Different planets had different impacts.  Of course the planets outside of earth had no sin, so the influence of some was not bad in itself, but often became so when interacting with our own fallen environment.

Saturn — The Infortuna Major

Saturn’s influence tends to make people introspective, moody, and inwardly focused.  This makes sense when we realize that the Greek name for Saturn is Cronos, where we get our language for time.  The idea here is of one who broods, who navel gazes.  Saturn is associated with the “melancholy” personality type. Melancholies can achieve great heights in artistic, intellectual, and spiritual endeavors.  Many of our great geniuses likely had this personality.  But the danger comes when they live too much inside their own head, isolate themselves, and subject themselves to psychological debilitations like depression.

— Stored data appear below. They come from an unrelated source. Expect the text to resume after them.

use serde::{Deserialize, Serialize};
use std::fmt;

use super::{ChemistryError, CompoundDatabase};

/// How an initiator takes part in the chemical initiation
#[derive(Debug, Clone, Copy, PartialEq, Eq, Hash, Serialize, Deserialize)]
pub enum InitiatorRole {
    /// Dissolved initiating species, dosed by mass
    Catalyst,
    /// Carrier solvent, dosed by volume
    Solvent,
}

impl InitiatorRole {
    /// Explicit role if given, otherwise solvent when a volume was measured
    pub fn infer(explicit: Option<InitiatorRole>, volume_supplied: bool) -> Self {
        explicit.unwrap_or(if volume_supplied {
            InitiatorRole::Solvent
        } else {
            InitiatorRole::Catalyst
        })
    }

    /// Label written to the output records
    pub fn as_str(&self) -> &'static str {
        match self {
            InitiatorRole::Catalyst => "Catalyst",
            InitiatorRole::Solvent => "Solvent",
        }
    }
}

impl fmt::Display for InitiatorRole {
    fn fmt(&self, f: &mut fmt::Formatter<'_>) -> fmt::Result {
        f.write_str(self.as_str())
    }
}

/// Formulation category a sample belongs to; selects the formulas that apply
#[derive(Debug, Clone, Copy, PartialEq, Eq, Hash)]
pub enum Role {
    /// Polymerizable monomer
    Monomer,
    /// Polymerization catalyst
    Catalyst,
    /// Catalyst inhibitor
    Inhibitor,
    /// Catalyst solvent
    Solvent,
    /// Non-reactive additive (filler, dye, ...)
    Additive,
    /// Chemical initiation component
    Initiator(InitiatorRole),
}

/// One compound instance with its observed and resolved quantities.
///
/// Exactly one of mass (g) or volume (mL) is observed; the mass is always
/// resolved after construction.
#[derive(Debug, Clone, PartialEq)]
pub struct Sample {
    smiles: String,
    role: Role,
    observed_mass: Option<f64>,
    volume: Option<f64>,
    mass: f64,
    density: f64,
    molecular_weight: f64,
}

/// A measured quantity counts only when present and non-zero
fn supplied(value: Option<f64>) -> Option<f64> {
    value.filter(|v| *v != 0.0 && !v.is_nan())
}

impl Sample {
    /// Build a sample from the compound table and one observed quantity.
    ///
    /// `volume` must already be in mL. Initiators passed as
    /// `Role::Initiator(_)` keep the given role; use [`Sample::initiator`] to
    /// infer it from the quantities.
    pub fn new(
        smiles: &str,
        db: &CompoundDatabase,
        role: Role,
        mass: Option<f64>,
        volume: Option<f64>,
    ) -> Result<Self, ChemistryError> {
        let mass = supplied(mass);
        let volume = supplied(volume);

        if mass.is_none() && volume.is_none() {
            return Err(ChemistryError::MissingQuantity);
        }
        if smiles.is_empty() {
            return Err(ChemistryError::MissingIdentifier);
        }
        if mass.is_some() && volume.is_some() {
            return Err(ChemistryError::ConflictingQuantities);
        }

        let density = db.density(smiles)?;
        let molecular_weight = db.molecular_weight(smiles)?;

        let resolved_mass = match (mass, volume) {
            (Some(m), _) => m,
            (None, Some(v)) => mass_from_volume(v, density),
            (None, None) => return Err(ChemistryError::MissingQuantity),
        };

        if mass.is_none() && density.is_nan() {
            log::debug!("{} has no density; mass from volume resolved to 0.0", smiles);
        }

        Ok(Self {
            smiles: smiles.to_string(),
            role,
            observed_mass: mass,
            volume,
            mass: resolved_mass,
            density,
            molecular_weight,
        })
    }

    /// Build an initiator, inferring its role when none is given
    pub fn initiator(
        smiles: &str,
        db: &CompoundDatabase,
        role: Option<InitiatorRole>,
        mass: Option<f64>,
        volume: Option<f64>,
    ) -> Result<Self, ChemistryError> {
        let role = InitiatorRole::infer(role, supplied(volume).is_some());
        Self::new(smiles, db, Role::Initiator(role), mass, volume)
    }

    /// SMILES key
    pub fn smiles(&self) -> &str {
        &self.smiles
    }

    /// Formulation role
    pub fn role(&self) -> Role {
        self.role
    }

    /// Initiator role, if this is an initiator
    pub fn initiator_role(&self) -> Option<InitiatorRole> {
        match self.role {
            Role::Initiator(role) => Some(role),
            _ => None,
        }
    }

    /// Resolved mass in grams
    pub fn mass(&self) -> f64 {
        self.mass
    }

    /// Mass as measured, if the sample was dosed by mass
    pub fn observed_mass(&self) -> Option<f64> {
        self.observed_mass
    }

    /// Volume in mL as measured, if the sample was dosed by volume
    pub fn volume(&self) -> Option<f64> {
        self.volume
    }

    /// Density in g/mL (NaN when unknown)
    pub fn density(&self) -> f64 {
        self.density
    }

    /// Molecular weight in g/mol
    pub fn molecular_weight(&self) -> f64 {
        self.molecular_weight
    }

    /// mass / molecular weight
    pub fn moles(&self) -> f64 {
        self.mass / self.molecular_weight
    }

    /// mass / density, regardless of how the sample was measured
    pub fn derived_volume(&self) -> f64 {
        self.mass / self.density
    }

    /// Measured volume, or the volume derived from mass and density
    pub fn resolved_volume(&self) -> f64 {
        self.volume.unwrap_or_else(|| self.derived_volume())
    }
}

impl fmt::Display for Sample {
    fn fmt(&self, f: &mut fmt::Formatter<'_>) -> fmt::Result {
        write!(
            f,
            "{:?} {} - Mass: {}, Volume: {:?}, Moles {}",
            self.role,
            self.smiles,
            self.mass,
            self.volume,
            self.moles()
        )
    }
}

/// volume × density, or exactly 0.0 when the density is unknown
pub fn mass_from_volume(volume: f64, density: f64) -> f64 {
    if density.is_nan() {
        return 0.0;
    }
    volume * density
}
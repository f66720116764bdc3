//! # polycure
//!
//! Command-line front end for formulation batch enrichment.
//!
//! ## Usage
//!
//! ```bash
//! # Extract the derived-metadata tree of a batch directory
//! polycure extract batch-042/ --compounds compounds.csv -o batch-042.json
//!
//! # Check a batch without writing anything
//! polycure validate batch-042/ --compounds compounds.csv
//!
//! # Look up one compound
//! polycure compound "C1C=CC2C1C3CC2C=C3" --compounds compounds.csv
//! ```

use anyhow::Result;
use clap::Parser;

mod cli;

fn main() -> Result<()> {
    let cli = cli::Cli::parse();
    cli::init_logging(cli.verbosity());
    cli::dispatch(cli)
}
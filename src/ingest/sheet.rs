use crate::report::{ReportSink, SheetTally, ValidationCheck};
use crate::schema::PROCEDURE_MARKER;

use super::classify::{classify_row, RowClass, SkipReason};
use super::{CellValue, IngestError, ProcedureMap, Row};

/// A sheet as handed over by the workbook reader: header row first
#[derive(Debug, Clone, Default, PartialEq)]
pub struct RawSheet {
    /// Sheet title
    pub title: String,
    /// All rows, including the header row
    pub rows: Vec<Vec<CellValue>>,
}

impl RawSheet {
    /// Create a sheet from its title and rows
    pub fn new(title: impl Into<String>, rows: Vec<Vec<CellValue>>) -> Self {
        Self {
            title: title.into(),
            rows,
        }
    }
}

/// Validated data rows of an input sheet plus its procedure block
#[derive(Debug, Clone, Default, PartialEq)]
pub struct InputSheet {
    /// Sheet title
    pub title: String,
    /// Kept data rows, in sheet order
    pub rows: Vec<Row>,
    /// Key/value pairs below the `PROCEDURE` marker
    pub procedure: ProcedureMap,
}

fn is_procedure_marker(row: &[CellValue]) -> bool {
    row.first()
        .and_then(CellValue::as_text)
        .is_some_and(|s| s.trim() == PROCEDURE_MARKER)
}

/// Key/value pair of a procedure row; rows with a blank key are ignored
fn procedure_entry(row: &[CellValue]) -> Option<(String, CellValue)> {
    let key = row.first()?.to_key()?;
    let value = row.get(1).cloned().unwrap_or_default();
    Some((key, value))
}

/// Turns raw sheets into validated rows, reporting every skipped row to the
/// injected sink.
pub struct SheetIngestor<S: ReportSink> {
    report: S,
}

impl<S: ReportSink> SheetIngestor<S> {
    /// Create an ingestor reporting to `report`
    pub fn new(report: S) -> Self {
        Self { report }
    }

    /// Give back the sink
    pub fn into_report(self) -> S {
        self.report
    }

    /// Split an input sheet into validated data rows and its procedure block.
    ///
    /// The first malformed data row aborts ingestion of the sheet.
    pub fn read_inputs(&mut self, sheet: &RawSheet) -> Result<InputSheet, IngestError> {
        let mut input = InputSheet {
            title: sheet.title.clone(),
            ..Default::default()
        };

        let Some((header_row, body)) = sheet.rows.split_first() else {
            self.report.record(ValidationCheck::warning(
                format!("{} tab", sheet.title),
                "sheet is empty",
            ));
            return Ok(input);
        };
        let headers: Vec<String> = header_row
            .iter()
            .map(|cell| cell.to_key().unwrap_or_default())
            .collect();

        let mut inside_procedure_block = false;
        let mut skipped = 0usize;

        for cells in body {
            if is_procedure_marker(cells) {
                inside_procedure_block = true;
                continue;
            }

            if inside_procedure_block {
                if let Some((key, value)) = procedure_entry(cells) {
                    input.procedure.insert(key, value);
                }
                continue;
            }

            let row: Row = headers
                .iter()
                .enumerate()
                .map(|(i, header)| (header.clone(), cells.get(i).cloned().unwrap_or_default()))
                .collect();

            match classify_row(&row) {
                RowClass::Keep => input.rows.push(row),
                RowClass::Skip(reason) => {
                    if reason == SkipReason::Blank {
                        log::debug!("On {} tab: skipping blank row", sheet.title);
                    }
                    skipped += 1;
                }
                RowClass::Reject(defect) => {
                    self.report.record(ValidationCheck::failed(
                        format!("{} tab rows", sheet.title),
                        format!("{} in {}", defect, row),
                    ));
                    return Err(IngestError::RowValidation {
                        sheet: sheet.title.clone(),
                        defect,
                        row,
                    });
                }
            }
        }

        self.report.record_sheet(SheetTally {
            sheet: sheet.title.clone(),
            kept: input.rows.len(),
            skipped,
            procedure_entries: input.procedure.len(),
        });

        Ok(input)
    }

    /// Read a sheet made only of key/value rows
    pub fn read_procedure(&mut self, sheet: &RawSheet) -> ProcedureMap {
        let procedure: ProcedureMap = sheet
            .rows
            .iter()
            .filter_map(|cells| procedure_entry(cells))
            .collect();

        self.report.record(ValidationCheck::ok(format!(
            "{} tab: {} procedure entries",
            sheet.title,
            procedure.len()
        )));
        procedure
    }
}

Jupiter — The Fortuna Major

Jupiter received its name from Jove, the Roman name for Zeus.  Hence, Jupiter brings kingly joy.  When the king is happy the people feast.  People come together and sing, dance, eat, etc.  This concept of communal joy was the highest good for medievals, which they associated with the “Sanguine” personality type.

Mars — The Infortuna Minor

Mars of course brings war.  The “red planet” is associated with anger, and thus its earthly mirrors can be found in strong ‘Type A’ personalities.  What should strike us about Mars being the “Infortuna Minor” is that the medievals did not think war as bad as a nation of isolated brooders.  War brings many evils, but a silver lining can be that it does bring people together — and here we see again the medieval “community” emphasis.

Venus — The Fortuna Minor

Venus brings love, and is often linked with romantic love between a man and woman.  Again, we have an interesting contrast between their world and ours.  For us, nothing can be greater than experiencing romantic love, but for them, nothing was great than “joviality.”  Again, we see the community emphasis, and when we step back from romantic love, we see that while it does bring two people together, it also can isolate those two from others around them.  Isolated joy between two people cannot match communal joy for the medievals.

The composer Gustav Holst used the medieval ideas about the planets to write a series of compositions.  As is appropriate, the best one is “Jupiter.”

All in all, we have more of the medieval world with us than we might realize.

  • Some hospitals actually use leeches!
  • The current emphasis on a holistic approach to health comes directly from the medieval period
  • The focus on health care trying to keep you healthy comes directly from the Middle Ages
  • The use of dietary changes as part of health care has ancient and medieval roots

I hoped the students enjoyed our short detour into an odd corner of the medieval world.